A word-for-word transcript of the closing lines is required: from the one with "let mut args = self.make_init_args();" through the final line of the data.

Data to process Start Marker

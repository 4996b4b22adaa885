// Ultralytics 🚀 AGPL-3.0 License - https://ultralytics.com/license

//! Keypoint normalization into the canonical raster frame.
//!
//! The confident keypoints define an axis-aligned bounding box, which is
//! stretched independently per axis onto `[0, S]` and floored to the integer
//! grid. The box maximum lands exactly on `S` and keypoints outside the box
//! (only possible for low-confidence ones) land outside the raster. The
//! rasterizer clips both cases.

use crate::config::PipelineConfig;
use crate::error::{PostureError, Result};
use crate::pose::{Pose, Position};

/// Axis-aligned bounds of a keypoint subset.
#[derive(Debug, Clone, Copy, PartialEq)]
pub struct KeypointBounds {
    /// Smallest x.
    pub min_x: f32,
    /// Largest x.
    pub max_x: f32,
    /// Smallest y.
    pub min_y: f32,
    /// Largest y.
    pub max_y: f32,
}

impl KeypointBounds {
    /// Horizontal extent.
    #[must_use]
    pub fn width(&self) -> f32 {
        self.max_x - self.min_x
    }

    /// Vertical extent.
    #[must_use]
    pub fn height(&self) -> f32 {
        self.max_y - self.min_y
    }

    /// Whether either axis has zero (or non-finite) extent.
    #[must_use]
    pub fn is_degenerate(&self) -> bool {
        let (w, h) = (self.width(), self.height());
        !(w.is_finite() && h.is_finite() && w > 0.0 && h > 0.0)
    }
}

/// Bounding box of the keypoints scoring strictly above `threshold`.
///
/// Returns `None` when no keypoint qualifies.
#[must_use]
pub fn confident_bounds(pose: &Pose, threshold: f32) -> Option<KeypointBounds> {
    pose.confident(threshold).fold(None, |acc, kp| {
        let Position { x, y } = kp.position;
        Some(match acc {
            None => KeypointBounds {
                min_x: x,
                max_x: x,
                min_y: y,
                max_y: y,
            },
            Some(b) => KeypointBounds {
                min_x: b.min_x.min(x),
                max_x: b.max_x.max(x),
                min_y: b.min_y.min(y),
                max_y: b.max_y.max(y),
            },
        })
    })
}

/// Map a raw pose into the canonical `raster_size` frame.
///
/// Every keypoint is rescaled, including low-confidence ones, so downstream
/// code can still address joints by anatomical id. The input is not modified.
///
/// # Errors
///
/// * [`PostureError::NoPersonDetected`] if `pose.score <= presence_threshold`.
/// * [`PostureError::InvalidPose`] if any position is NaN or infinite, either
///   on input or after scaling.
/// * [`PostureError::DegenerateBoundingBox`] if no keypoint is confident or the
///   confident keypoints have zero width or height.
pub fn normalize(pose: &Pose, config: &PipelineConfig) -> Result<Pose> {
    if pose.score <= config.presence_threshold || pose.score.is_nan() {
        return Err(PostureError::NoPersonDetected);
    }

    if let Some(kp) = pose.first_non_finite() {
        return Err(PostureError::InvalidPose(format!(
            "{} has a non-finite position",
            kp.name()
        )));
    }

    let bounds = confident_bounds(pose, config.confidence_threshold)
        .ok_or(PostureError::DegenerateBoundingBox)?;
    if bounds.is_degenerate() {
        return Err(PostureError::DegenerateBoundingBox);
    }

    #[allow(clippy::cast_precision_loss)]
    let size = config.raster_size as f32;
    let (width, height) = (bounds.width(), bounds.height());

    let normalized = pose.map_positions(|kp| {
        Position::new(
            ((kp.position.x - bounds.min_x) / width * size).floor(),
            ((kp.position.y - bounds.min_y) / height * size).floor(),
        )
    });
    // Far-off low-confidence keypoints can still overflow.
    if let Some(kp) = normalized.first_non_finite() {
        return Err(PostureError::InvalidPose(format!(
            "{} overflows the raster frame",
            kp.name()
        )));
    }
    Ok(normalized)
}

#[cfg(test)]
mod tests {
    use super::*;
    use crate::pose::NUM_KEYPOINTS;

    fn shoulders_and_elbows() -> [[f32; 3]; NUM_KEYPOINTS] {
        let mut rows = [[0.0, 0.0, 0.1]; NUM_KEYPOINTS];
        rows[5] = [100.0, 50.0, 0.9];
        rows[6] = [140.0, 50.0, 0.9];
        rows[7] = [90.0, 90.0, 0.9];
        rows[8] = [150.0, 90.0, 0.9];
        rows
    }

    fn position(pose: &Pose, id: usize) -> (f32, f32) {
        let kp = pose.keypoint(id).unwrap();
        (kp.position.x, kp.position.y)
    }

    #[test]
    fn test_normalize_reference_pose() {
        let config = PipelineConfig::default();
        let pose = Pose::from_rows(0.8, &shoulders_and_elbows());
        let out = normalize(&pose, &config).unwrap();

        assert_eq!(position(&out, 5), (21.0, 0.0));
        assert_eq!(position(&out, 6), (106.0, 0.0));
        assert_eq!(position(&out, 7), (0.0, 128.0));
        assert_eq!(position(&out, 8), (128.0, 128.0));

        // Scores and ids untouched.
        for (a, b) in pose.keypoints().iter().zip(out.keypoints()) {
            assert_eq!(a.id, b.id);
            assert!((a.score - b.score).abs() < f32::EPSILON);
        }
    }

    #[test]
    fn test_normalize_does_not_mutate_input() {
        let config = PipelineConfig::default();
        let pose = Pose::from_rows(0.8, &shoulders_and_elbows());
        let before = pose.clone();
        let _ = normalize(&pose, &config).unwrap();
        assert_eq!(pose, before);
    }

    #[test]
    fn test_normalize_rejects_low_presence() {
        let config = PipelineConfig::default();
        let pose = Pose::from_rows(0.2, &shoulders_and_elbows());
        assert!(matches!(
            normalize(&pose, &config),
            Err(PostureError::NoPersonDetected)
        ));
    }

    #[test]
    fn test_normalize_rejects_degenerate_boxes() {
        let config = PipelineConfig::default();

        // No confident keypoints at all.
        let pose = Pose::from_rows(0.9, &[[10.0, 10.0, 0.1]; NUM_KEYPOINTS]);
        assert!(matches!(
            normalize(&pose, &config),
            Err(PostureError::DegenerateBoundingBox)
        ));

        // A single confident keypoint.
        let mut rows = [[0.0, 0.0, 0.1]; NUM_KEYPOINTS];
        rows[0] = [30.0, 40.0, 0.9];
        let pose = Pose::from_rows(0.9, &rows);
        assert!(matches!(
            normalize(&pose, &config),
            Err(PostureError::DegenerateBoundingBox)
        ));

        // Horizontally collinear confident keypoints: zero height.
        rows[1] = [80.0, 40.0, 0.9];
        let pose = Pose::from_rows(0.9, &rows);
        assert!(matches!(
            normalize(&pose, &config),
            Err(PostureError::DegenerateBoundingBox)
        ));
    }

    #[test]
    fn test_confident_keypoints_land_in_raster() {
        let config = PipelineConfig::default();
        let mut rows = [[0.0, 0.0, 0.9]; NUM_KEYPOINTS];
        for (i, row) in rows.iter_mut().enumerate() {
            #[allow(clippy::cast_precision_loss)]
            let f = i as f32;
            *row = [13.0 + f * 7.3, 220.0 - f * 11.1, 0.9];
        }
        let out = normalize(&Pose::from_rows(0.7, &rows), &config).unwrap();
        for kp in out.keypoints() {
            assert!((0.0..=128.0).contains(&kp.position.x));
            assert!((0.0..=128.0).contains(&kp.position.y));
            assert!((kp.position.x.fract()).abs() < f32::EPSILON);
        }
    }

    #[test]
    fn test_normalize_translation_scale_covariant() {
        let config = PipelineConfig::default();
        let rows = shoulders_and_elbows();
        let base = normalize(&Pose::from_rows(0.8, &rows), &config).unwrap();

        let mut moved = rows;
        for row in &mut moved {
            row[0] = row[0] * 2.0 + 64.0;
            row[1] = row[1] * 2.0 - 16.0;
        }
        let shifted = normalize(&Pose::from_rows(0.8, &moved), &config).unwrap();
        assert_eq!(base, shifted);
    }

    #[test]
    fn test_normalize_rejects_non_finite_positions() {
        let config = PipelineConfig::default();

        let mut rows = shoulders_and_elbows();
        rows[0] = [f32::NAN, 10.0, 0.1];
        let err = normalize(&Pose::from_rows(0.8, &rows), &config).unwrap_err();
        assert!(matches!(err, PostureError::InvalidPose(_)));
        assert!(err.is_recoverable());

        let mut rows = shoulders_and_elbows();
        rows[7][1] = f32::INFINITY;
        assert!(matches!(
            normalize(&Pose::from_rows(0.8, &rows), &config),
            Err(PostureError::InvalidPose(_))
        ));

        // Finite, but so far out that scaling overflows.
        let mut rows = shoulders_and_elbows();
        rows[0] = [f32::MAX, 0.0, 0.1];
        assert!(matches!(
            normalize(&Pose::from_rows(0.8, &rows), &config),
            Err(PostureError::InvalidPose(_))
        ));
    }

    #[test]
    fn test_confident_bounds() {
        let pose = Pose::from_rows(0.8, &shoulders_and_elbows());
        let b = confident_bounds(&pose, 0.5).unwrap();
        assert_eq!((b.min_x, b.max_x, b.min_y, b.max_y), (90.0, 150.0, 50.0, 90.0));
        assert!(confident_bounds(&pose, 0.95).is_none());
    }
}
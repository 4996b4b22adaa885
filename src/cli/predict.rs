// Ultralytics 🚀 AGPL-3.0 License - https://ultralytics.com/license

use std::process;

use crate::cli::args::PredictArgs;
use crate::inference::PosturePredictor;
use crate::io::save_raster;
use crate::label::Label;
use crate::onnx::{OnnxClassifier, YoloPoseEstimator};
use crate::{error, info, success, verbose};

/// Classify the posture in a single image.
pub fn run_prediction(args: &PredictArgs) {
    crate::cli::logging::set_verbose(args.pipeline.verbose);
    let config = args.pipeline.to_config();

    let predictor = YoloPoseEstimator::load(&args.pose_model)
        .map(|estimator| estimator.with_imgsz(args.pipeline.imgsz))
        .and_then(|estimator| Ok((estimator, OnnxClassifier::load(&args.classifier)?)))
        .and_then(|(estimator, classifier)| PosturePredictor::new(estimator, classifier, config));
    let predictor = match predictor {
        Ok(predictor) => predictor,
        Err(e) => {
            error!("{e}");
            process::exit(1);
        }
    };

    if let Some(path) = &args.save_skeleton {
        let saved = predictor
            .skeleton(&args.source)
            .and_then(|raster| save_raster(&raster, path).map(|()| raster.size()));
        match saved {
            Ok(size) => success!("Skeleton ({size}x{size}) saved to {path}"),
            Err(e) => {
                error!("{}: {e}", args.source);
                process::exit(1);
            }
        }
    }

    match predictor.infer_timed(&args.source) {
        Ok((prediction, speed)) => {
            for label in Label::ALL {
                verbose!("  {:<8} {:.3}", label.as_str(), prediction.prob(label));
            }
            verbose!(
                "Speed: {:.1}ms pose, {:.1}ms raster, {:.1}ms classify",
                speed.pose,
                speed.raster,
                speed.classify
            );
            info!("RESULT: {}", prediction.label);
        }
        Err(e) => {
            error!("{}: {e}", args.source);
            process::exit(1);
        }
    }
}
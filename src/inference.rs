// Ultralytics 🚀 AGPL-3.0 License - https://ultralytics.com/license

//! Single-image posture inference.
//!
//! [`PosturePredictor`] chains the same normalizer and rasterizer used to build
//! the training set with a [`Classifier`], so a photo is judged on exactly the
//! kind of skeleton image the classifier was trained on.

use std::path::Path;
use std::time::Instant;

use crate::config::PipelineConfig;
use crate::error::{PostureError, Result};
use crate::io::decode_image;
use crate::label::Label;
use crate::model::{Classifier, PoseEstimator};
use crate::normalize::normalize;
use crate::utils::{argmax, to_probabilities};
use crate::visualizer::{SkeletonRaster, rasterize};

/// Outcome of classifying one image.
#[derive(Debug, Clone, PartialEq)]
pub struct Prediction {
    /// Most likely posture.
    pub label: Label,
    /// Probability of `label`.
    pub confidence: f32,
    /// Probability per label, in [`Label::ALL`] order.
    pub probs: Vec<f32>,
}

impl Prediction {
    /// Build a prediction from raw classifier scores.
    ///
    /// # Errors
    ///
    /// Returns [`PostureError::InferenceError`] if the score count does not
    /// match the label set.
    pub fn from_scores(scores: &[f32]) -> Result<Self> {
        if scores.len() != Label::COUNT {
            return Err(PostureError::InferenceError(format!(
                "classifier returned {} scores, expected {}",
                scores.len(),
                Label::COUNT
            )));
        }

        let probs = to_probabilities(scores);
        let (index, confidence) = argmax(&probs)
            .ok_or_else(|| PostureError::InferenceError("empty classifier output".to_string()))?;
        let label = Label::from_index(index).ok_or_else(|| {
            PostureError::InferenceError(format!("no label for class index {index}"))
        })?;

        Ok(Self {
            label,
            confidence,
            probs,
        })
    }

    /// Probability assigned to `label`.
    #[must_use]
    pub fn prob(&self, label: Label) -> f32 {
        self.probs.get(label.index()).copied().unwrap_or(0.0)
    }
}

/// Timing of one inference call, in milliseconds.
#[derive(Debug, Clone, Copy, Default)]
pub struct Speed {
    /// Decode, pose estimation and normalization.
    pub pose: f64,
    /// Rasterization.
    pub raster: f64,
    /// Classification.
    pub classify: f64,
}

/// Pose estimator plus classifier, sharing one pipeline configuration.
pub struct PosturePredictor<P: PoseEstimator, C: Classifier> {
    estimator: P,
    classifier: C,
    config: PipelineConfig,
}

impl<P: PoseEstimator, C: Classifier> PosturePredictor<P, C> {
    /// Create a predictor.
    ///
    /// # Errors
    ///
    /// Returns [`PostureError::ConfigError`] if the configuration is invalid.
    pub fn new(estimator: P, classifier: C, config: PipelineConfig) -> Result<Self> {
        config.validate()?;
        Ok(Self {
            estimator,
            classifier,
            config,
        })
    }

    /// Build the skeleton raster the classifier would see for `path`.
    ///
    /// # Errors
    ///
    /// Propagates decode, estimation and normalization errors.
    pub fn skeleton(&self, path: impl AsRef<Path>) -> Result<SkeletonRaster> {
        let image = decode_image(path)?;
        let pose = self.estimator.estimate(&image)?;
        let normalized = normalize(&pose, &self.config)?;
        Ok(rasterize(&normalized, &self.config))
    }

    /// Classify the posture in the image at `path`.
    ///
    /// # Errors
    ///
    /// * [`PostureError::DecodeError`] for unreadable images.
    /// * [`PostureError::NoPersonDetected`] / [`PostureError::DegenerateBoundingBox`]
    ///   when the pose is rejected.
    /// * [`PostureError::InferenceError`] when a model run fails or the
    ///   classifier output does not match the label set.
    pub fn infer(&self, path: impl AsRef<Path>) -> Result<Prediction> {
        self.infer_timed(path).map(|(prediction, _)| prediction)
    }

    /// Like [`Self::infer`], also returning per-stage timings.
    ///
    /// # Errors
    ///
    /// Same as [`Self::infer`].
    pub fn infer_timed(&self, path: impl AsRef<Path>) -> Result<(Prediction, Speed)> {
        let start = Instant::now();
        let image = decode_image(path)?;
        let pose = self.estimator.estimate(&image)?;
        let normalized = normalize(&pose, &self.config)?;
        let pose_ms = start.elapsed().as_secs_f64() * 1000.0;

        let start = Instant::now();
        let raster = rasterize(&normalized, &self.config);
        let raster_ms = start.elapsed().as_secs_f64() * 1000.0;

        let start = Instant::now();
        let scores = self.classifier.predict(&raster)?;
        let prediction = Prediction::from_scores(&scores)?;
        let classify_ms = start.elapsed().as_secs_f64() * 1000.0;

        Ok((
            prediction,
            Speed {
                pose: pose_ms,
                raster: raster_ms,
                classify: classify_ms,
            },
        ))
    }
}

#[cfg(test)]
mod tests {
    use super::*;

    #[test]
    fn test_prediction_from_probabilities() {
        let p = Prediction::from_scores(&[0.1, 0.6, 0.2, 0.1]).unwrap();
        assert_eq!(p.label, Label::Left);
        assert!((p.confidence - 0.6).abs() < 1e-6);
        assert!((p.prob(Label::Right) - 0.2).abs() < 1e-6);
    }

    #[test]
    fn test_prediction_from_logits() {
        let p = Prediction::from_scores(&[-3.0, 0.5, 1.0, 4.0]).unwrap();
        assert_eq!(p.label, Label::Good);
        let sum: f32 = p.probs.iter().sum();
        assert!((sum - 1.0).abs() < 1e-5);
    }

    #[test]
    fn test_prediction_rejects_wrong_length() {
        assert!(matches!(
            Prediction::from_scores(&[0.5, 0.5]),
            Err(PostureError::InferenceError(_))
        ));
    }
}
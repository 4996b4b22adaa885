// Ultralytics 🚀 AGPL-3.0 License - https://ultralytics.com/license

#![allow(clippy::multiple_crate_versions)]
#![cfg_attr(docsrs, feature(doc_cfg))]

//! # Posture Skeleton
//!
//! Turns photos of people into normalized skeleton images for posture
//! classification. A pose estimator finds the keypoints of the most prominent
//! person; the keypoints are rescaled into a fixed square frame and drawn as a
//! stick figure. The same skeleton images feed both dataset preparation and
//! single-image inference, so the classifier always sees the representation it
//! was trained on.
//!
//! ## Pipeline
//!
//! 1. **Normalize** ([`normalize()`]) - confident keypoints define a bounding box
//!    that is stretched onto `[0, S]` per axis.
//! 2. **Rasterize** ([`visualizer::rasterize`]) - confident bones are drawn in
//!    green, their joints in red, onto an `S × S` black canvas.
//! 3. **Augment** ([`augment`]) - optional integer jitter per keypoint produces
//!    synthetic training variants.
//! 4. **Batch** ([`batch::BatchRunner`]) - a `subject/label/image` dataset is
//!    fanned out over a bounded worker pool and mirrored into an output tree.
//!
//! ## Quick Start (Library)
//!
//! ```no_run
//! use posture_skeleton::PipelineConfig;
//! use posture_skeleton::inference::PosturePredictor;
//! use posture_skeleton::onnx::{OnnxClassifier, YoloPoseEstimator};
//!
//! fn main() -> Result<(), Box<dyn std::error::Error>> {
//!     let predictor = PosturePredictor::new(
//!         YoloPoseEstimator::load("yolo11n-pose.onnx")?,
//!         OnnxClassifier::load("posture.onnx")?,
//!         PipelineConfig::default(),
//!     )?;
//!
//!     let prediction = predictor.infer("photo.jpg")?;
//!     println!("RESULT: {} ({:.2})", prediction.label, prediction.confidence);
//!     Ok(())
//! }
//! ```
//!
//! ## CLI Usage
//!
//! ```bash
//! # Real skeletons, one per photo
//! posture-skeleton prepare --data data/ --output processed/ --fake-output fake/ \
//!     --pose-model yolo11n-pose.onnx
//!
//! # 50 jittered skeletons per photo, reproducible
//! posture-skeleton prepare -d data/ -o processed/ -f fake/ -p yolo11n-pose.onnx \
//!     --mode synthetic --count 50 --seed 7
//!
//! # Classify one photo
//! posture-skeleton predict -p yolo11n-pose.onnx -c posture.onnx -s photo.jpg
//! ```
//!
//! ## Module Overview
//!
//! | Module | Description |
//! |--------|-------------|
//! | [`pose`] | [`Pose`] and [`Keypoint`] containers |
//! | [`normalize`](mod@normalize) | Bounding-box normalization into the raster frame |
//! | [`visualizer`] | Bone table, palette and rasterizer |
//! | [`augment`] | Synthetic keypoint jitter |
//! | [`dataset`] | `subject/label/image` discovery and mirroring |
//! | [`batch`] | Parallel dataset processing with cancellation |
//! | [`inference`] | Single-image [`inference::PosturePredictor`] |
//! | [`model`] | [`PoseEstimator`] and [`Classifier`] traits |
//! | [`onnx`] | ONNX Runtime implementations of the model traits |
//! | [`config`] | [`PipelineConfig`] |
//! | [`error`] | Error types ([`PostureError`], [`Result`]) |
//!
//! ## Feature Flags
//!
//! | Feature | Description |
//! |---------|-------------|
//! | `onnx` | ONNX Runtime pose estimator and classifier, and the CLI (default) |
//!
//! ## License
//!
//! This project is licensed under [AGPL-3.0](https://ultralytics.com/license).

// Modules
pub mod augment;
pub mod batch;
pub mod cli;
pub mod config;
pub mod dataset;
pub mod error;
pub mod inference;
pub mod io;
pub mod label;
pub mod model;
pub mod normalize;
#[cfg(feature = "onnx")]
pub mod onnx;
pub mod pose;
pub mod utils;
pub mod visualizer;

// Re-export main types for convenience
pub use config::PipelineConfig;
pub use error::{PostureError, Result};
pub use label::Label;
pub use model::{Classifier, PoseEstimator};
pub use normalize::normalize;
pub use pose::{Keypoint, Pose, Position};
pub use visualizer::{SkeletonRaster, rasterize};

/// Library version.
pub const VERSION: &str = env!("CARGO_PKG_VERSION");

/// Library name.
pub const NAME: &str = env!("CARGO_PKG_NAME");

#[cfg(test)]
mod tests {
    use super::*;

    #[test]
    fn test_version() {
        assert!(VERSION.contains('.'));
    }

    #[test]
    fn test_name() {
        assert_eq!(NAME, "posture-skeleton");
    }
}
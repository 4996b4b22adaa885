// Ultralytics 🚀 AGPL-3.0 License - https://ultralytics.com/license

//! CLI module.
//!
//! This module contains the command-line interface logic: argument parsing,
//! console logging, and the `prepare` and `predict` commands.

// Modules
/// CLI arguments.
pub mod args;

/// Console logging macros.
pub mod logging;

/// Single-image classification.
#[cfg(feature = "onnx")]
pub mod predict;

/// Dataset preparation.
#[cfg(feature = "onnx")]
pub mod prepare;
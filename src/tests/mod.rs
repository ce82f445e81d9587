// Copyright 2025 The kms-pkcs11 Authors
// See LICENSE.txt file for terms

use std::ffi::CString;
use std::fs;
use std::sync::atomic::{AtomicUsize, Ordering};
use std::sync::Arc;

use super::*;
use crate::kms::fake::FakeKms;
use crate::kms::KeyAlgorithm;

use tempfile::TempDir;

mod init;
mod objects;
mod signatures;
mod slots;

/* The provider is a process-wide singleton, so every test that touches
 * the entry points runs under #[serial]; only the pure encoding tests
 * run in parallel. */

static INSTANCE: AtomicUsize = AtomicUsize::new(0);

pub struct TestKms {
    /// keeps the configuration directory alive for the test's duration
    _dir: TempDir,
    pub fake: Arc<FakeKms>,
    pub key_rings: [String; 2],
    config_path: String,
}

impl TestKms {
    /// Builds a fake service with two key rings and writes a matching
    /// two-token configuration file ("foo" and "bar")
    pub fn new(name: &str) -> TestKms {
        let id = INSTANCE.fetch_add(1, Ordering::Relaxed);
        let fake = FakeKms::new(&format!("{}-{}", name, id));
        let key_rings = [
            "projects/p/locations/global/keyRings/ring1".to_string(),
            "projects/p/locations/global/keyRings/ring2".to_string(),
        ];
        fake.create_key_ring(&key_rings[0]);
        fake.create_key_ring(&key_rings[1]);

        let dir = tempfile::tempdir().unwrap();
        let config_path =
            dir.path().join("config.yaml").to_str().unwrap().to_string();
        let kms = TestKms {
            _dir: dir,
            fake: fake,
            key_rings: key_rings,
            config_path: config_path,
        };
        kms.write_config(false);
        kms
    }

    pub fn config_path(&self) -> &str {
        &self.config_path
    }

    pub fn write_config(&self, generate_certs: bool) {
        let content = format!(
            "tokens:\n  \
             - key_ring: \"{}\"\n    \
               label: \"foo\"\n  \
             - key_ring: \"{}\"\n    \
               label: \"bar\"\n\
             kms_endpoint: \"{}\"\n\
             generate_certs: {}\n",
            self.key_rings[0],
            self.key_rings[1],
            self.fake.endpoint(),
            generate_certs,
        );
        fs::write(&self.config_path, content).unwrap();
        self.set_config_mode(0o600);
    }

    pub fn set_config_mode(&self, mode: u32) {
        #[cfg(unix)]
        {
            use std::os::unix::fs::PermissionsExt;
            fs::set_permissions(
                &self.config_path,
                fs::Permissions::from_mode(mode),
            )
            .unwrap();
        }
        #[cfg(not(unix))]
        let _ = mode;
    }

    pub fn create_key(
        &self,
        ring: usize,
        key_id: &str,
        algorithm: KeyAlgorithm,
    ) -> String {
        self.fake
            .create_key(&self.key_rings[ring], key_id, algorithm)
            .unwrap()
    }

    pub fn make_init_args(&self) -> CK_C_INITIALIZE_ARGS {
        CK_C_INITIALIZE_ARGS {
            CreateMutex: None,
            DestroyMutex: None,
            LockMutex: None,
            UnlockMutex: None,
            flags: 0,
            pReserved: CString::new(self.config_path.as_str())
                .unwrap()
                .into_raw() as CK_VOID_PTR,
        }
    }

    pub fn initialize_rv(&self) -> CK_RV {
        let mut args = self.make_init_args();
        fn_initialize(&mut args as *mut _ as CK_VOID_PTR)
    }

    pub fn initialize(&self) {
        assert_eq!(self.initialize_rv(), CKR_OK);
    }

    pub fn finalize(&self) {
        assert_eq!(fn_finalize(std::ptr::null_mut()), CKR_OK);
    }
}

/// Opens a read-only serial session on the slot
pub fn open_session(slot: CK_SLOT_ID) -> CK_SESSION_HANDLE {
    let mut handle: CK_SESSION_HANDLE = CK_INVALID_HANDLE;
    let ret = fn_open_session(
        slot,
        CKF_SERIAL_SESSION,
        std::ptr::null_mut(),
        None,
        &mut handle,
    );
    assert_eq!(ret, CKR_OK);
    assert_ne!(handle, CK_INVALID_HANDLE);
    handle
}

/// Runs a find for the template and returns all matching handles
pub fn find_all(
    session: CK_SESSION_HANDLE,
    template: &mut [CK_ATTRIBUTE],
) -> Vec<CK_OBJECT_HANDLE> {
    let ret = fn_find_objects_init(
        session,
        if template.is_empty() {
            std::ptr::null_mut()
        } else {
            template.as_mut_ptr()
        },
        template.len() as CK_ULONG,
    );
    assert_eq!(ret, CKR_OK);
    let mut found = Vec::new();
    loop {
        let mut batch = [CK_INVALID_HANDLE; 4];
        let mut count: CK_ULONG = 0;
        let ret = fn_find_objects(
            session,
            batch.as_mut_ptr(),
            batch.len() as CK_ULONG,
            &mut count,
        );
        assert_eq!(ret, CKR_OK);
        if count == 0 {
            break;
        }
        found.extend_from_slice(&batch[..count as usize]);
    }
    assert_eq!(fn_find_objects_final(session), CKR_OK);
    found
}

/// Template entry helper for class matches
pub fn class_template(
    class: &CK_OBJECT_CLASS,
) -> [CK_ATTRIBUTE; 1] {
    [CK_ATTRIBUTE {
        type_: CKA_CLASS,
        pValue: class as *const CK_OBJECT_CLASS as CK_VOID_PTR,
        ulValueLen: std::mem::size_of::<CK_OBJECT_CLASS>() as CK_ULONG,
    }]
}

Data to process End Marker

▶ [Reply]:
        let mut args = self.make_init_args();
        fn_initialize(&mut args as *mut _ as CK_VOID_PTR)
    }

    pub fn initialize(&self) {
        assert_eq!(self.initialize_rv(), CKR_OK);
    }

    pub fn finalize(&self) {
        assert_eq!(fn_finalize(std::ptr::null_mut()), CKR_OK);
    }
}

/// Opens a read-only serial session on the slot
pub fn open_session(slot: CK_SLOT_ID) -> CK_SESSION_HANDLE {
    let mut handle: CK_SESSION_HANDLE = CK_INVALID_HANDLE;
    let ret = fn_open_session(
        slot,
        CKF_SERIAL_SESSION,
        std::ptr::null_mut(),
        None,
        &mut handle,
    );
    assert_eq!(ret, CKR_OK);
    assert_ne!(handle, CK_INVALID_HANDLE);
    handle
}

/// Runs a find for the template and returns all matching handles
pub fn find_all(
    session: CK_SESSION_HANDLE,
    template: &mut [CK_ATTRIBUTE],
) -> Vec<CK_OBJECT_HANDLE> {
    let ret = fn_find_objects_init(
        session,
        if template.is_empty() {
            std::ptr::null_mut()
        } else {
            template.as_mut_ptr()
        },
        template.len() as CK_ULONG,
    );
    assert_eq!(ret, CKR_OK);
    let mut found = Vec::new();
    loop {
        let mut batch = [CK_INVALID_HANDLE; 4];
        let mut count: CK_ULONG = 0;
        let ret = fn_find_objects(
            session,
            batch.as_mut_ptr(),
            batch.len() as CK_ULONG,
            &mut count,
        );
        assert_eq!(ret, CKR_OK);
        if count == 0 {
            break;
        }
        found.extend_from_slice(&batch[..count as usize]);
    }
    assert_eq!(fn_find_objects_final(session), CKR_OK);
    found
}

/// Template entry helper for class matches
pub fn class_template(
    class: &CK_OBJECT_CLASS,
) -> [CK_ATTRIBUTE; 1] {
    [CK_ATTRIBUTE {
        type_: CKA_CLASS,
        pValue: class as *const CK_OBJECT_CLASS as CK_VOID_PTR,
        ulValueLen: std::mem::size_of::<CK_OBJECT_CLASS>() as CK_ULONG,
    }]
}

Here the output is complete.